BRST and Lie algebra cohomology

This post has been migrated from my old blog, the math-physics learning seminar.

We saw in previous posts that gauge-fixing is intimately related to BRST cohomology. Today I want to explain the underlying mathematical formalism, as it is actually something very well-known: Lie algebra cohomology. Let $\mathfrak{g}$ be a Lie algebra and $M$ a $\mathfrak{g}$-module. We will construct a cochain complex that computes the Lie algebra cohomology with values in $M$, $H^i(\mathfrak{g}, M)$. Out of thin air, we define

$$C^\ast(\mathfrak{g}, M) = M \otimes \wedge^\ast \mathfrak{g}^\ast.$$

The grading is just the grading induced by the grading on $\wedge^\ast \mathfrak{g}^\ast$, which we identify with the BRST ghost number. Let $e_i$ be a basis for $M$ and $T_a$ be a basis for $\mathfrak{g}$, with canonical dual basis $S^a$. The differential is defined on generators to be

$$d e_i = \rho(T_a) e_i \otimes S^a$$

$$d S^a = \frac{1}{2} f^a_{bc} S^b \wedge S^c$$

where $\rho: \mathfrak{g} \to \mathrm{End}(M)$ is the representation and $f^a_{bc}$ are the structure constants of the group. This differential is then extended to satisfy the graded Leibniz rule, and is easily verified to satisfy $d^2 = 0$ (this is just the Jacobi identity). The Lie algebra cohomology is just the cohomology of this cochain complex. Essentially by definition, we see that

$$H^0(\mathfrak{g}, M) = {m \in M \ | \ \xi \cdot m = 0 \ \forall \ \xi \in \mathfrak{g} },$$

i.e. $H^0(\cdot) = (\cdot)^\mathfrak{g}$ is the invariants functor. In fact, this can be taken to be the defining property of Lie algebra cohomology:

Theorem $H^k(\mathfrak{g}, M) = R^k (M)^\mathfrak{g}$.

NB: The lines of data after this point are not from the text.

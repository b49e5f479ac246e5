//! Action application. Actions mutate the working lines' running totals;
//! the running total is authoritative and the per-unit "after" price shown
//! to the customer is derived from it when the quote is folded.
//!
//! Percentage and per-item discounts operate per unit with half-up rounding.
//! Flat-amount discounts operate at line-total granularity, so no rounding
//! is involved there; allocation uses largest-remainder apportionment and
//! clamps every line at zero, reporting the unallocatable remainder instead
//! of dropping it.

use rust_decimal::prelude::ToPrimitive;
use rust_decimal::{Decimal, RoundingStrategy};

use crate::catalog::CatalogSnapshot;
use crate::domain::cart::LineId;
use crate::domain::product::{ProductId, SizeKey, VariantId};
use crate::domain::promotion::{ActionTarget, Allocation, RuleAction};
use crate::domain::quote::{Adjustment, AdjustmentKind, QuotedLine};
use crate::domain::Money;
use crate::engine::category::CanonicalCategory;
use crate::engine::price::PriceResolver;
use crate::records::RecordWarning;

/// Mutable per-line state while a quote is being computed.
#[derive(Clone, Debug)]
pub(crate) struct WorkingLine {
    pub line_id: LineId,
    pub product_id: ProductId,
    pub quantity: u32,
    pub display_size: SizeKey,
    pub charged_size: SizeKey,
    pub unit_price_before: Money,
    pub line_total_before: Money,
    pub line_total_after: Money,
    pub adjustments: Vec<Adjustment>,
    pub missing_price: bool,
    pub eligible: bool,
    pub category: CanonicalCategory,
}

impl WorkingLine {
    pub(crate) fn into_quoted(self) -> QuotedLine {
        let unit_price_after = if self.line_total_after == self.line_total_before {
            self.unit_price_before
        } else {
            round_half_up(Decimal::from(self.line_total_after) / Decimal::from(self.quantity.max(1)))
        };
        QuotedLine {
            line_id: self.line_id,
            product_id: self.product_id,
            quantity: self.quantity,
            display_size: self.display_size,
            charged_size: self.charged_size,
            unit_price_before: self.unit_price_before,
            unit_price_after,
            line_total_before: self.line_total_before,
            line_total_after: self.line_total_after,
            adjustments: self.adjustments,
            missing_price: self.missing_price,
        }
    }

    fn discount(&mut self, kind: AdjustmentKind, amount: Money) {
        if amount <= 0 {
            return;
        }
        self.line_total_after -= amount;
        self.adjustments.push(Adjustment { kind, amount });
    }
}

/// Side effects of applied actions that are not per-line mutations.
#[derive(Debug, Default)]
pub(crate) struct ActionEffects {
    pub free_lines: Vec<WorkingLine>,
    pub unallocated: Money,
    pub warnings: Vec<RecordWarning>,
}

pub(crate) fn apply_action(
    action: &RuleAction,
    lines: &mut [WorkingLine],
    snapshot: &CatalogSnapshot,
    effects: &mut ActionEffects,
) {
    match action {
        RuleAction::PercentOff { percent, target } => apply_percent_off(*percent, *target, lines),
        RuleAction::AmountOff { amount, target, allocation } => {
            apply_amount_off(*amount, *target, *allocation, lines, effects);
        }
        RuleAction::AmountOffPerItem { amount_per_item, max_items } => {
            apply_per_item(*amount_per_item, *max_items, lines);
        }
        RuleAction::FreeItem { variant_id, quantity, max_per_order } => {
            apply_free_item(variant_id, *quantity, *max_per_order, snapshot, effects);
        }
    }
}

pub(crate) fn round_half_up(value: Decimal) -> Money {
    value
        .round_dp_with_strategy(0, RoundingStrategy::MidpointAwayFromZero)
        .to_i64()
        .unwrap_or(0)
}

fn targeted(line: &WorkingLine, target: ActionTarget) -> bool {
    if line.missing_price {
        return false;
    }
    match target {
        ActionTarget::EligibleLines => line.eligible,
        ActionTarget::WholeOrder => true,
    }
}

fn apply_percent_off(percent: Decimal, target: ActionTarget, lines: &mut [WorkingLine]) {
    let factor = (Decimal::ONE_HUNDRED - percent) / Decimal::ONE_HUNDRED;
    for line in lines.iter_mut().filter(|line| targeted(line, target)) {
        let unit = Decimal::from(line.line_total_after) / Decimal::from(line.quantity.max(1));
        let new_unit = round_half_up(unit * factor).max(0);
        let new_total = (new_unit * Money::from(line.quantity)).min(line.line_total_after);
        let amount = line.line_total_after - new_total;
        line.discount(AdjustmentKind::PercentDiscount, amount);
    }
}

fn apply_amount_off(
    amount: Money,
    target: ActionTarget,
    allocation: Allocation,
    lines: &mut [WorkingLine],
    effects: &mut ActionEffects,
) {
    if amount <= 0 {
        return;
    }

    let targets: Vec<usize> = lines
        .iter()
        .enumerate()
        .filter(|(_, line)| targeted(line, target))
        .map(|(index, _)| index)
        .collect();
    if targets.is_empty() {
        lose(amount, effects, "no line to allocate a flat discount to");
        return;
    }

    let shares = match allocation {
        Allocation::Proportional => {
            let values: Vec<Money> = targets.iter().map(|&i| lines[i].line_total_after).collect();
            proportional_shares(amount, &values)
        }
        Allocation::EqualSplit => equal_shares(amount, targets.len()),
    };

    let Some(shares) = shares else {
        lose(amount, effects, "flat discount over lines with zero remaining value");
        return;
    };

    for (&index, share) in targets.iter().zip(shares) {
        let line = &mut lines[index];
        let applied = share.min(line.line_total_after);
        if applied < share {
            lose(share - applied, effects, "flat discount share exceeded the line value");
        }
        line.discount(AdjustmentKind::AmountDiscount, applied);
    }
}

/// Largest-remainder apportionment: every line gets the floor of its exact
/// share, then the leftover minor units go to the lines with the largest
/// fractional remainders (earliest line wins ties). Returns `None` when the
/// targeted lines have no value left to absorb anything.
fn proportional_shares(amount: Money, values: &[Money]) -> Option<Vec<Money>> {
    let total: i128 = values.iter().map(|&v| i128::from(v)).sum();
    if total <= 0 {
        return None;
    }

    let amount_wide = i128::from(amount);
    let mut shares: Vec<Money> = Vec::with_capacity(values.len());
    let mut remainders: Vec<(usize, i128)> = Vec::with_capacity(values.len());
    let mut allocated: i128 = 0;

    for (index, &value) in values.iter().enumerate() {
        let exact = amount_wide * i128::from(value);
        let share = exact / total;
        allocated += share;
        shares.push(share as Money);
        remainders.push((index, exact % total));
    }

    let mut leftover = amount_wide - allocated;
    remainders.sort_by(|a, b| b.1.cmp(&a.1).then(a.0.cmp(&b.0)));
    for (index, _) in remainders {
        if leftover == 0 {
            break;
        }
        shares[index] += 1;
        leftover -= 1;
    }

    Some(shares)
}

fn equal_shares(amount: Money, count: usize) -> Option<Vec<Money>> {
    let count_money = count as Money;
    let base = amount / count_money;
    let extras = amount % count_money;
    Some((0..count).map(|i| base + Money::from((i as Money) < extras)).collect())
}

fn apply_per_item(amount_per_item: Money, max_items: Option<u32>, lines: &mut [WorkingLine]) {
    if amount_per_item <= 0 {
        return;
    }
    let mut remaining = max_items.unwrap_or(u32::MAX);
    for line in lines.iter_mut() {
        if remaining == 0 {
            break;
        }
        if !targeted(line, ActionTarget::EligibleLines) {
            continue;
        }
        let units = line.quantity.min(remaining);
        let amount = (amount_per_item * Money::from(units)).min(line.line_total_after);
        line.discount(AdjustmentKind::PerItemDiscount, amount);
        remaining -= units;
    }
}

fn apply_free_item(
    variant_id: &VariantId,
    quantity: u32,
    max_per_order: u32,
    snapshot: &CatalogSnapshot,
    effects: &mut ActionEffects,
) {
    // One firing grants min(quantity, max_per_order) units; the grant does
    // not scale with how far past the threshold the cart went.
    let units = quantity.min(max_per_order);
    if units == 0 {
        return;
    }

    let Some((product_id, size)) = snapshot.variant_owner(variant_id) else {
        effects.warnings.push(RecordWarning {
            code: "unknown_free_item_variant",
            detail: format!("free item variant `{}` is not in the catalog", variant_id.0),
        });
        return;
    };
    let product_id = product_id.clone();

    let resolver = PriceResolver::new(snapshot);
    let Some(unit_price) = resolver.resolve(&product_id, size) else {
        effects.warnings.push(RecordWarning {
            code: "unpriced_free_item",
            detail: format!("free item variant `{}` has no resolvable price", variant_id.0),
        });
        return;
    };

    let total_before = unit_price * Money::from(units);
    let category = snapshot
        .product(&product_id)
        .map(|product| crate::engine::category::normalize(product.category.as_deref()))
        .unwrap_or(CanonicalCategory::Unknown);

    effects.free_lines.push(WorkingLine {
        line_id: LineId(format!("free:{}:{}", variant_id.0, effects.free_lines.len() + 1)),
        product_id,
        quantity: units,
        display_size: size,
        charged_size: size,
        unit_price_before: unit_price,
        line_total_before: total_before,
        line_total_after: 0,
        adjustments: vec![Adjustment { kind: AdjustmentKind::FreeItem, amount: total_before }],
        missing_price: false,
        eligible: false,
        category,
    });
}

fn lose(amount: Money, effects: &mut ActionEffects, detail: &str) {
    if amount <= 0 {
        return;
    }
    effects.unallocated += amount;
    effects.warnings.push(RecordWarning {
        code: "unallocated_discount",
        detail: format!("{detail} ({amount} minor units lost)"),
    });
    tracing::warn!(amount, detail, "discount amount could not be allocated");
}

Returning to field theory, we see (modulo some hard technicalities!) that, roughly, $\mathfrak{g}$ is the Lie algebra of infinitesimal gauge transformations, and $M$ is the algebra of functions on the space of all connections. The ghost and anti-ghost fields can then be seen to be the multiplication and contraction operators. To wit, we can take $c^a$ to be the operator

$$c^a: f \mapsto S^a \wedge f$$

and take $\bar{c}^a$ to be the operator

$$\bar{c}^a: f \mapsto \frac{\partial}{\partial S^a} f = T_a \lrcorner f.$$

Then we have

$$[c^a, \bar{c}^b] = \delta^{ab}$$

so that $\bar{c}$ is indeed the antifield of $c$.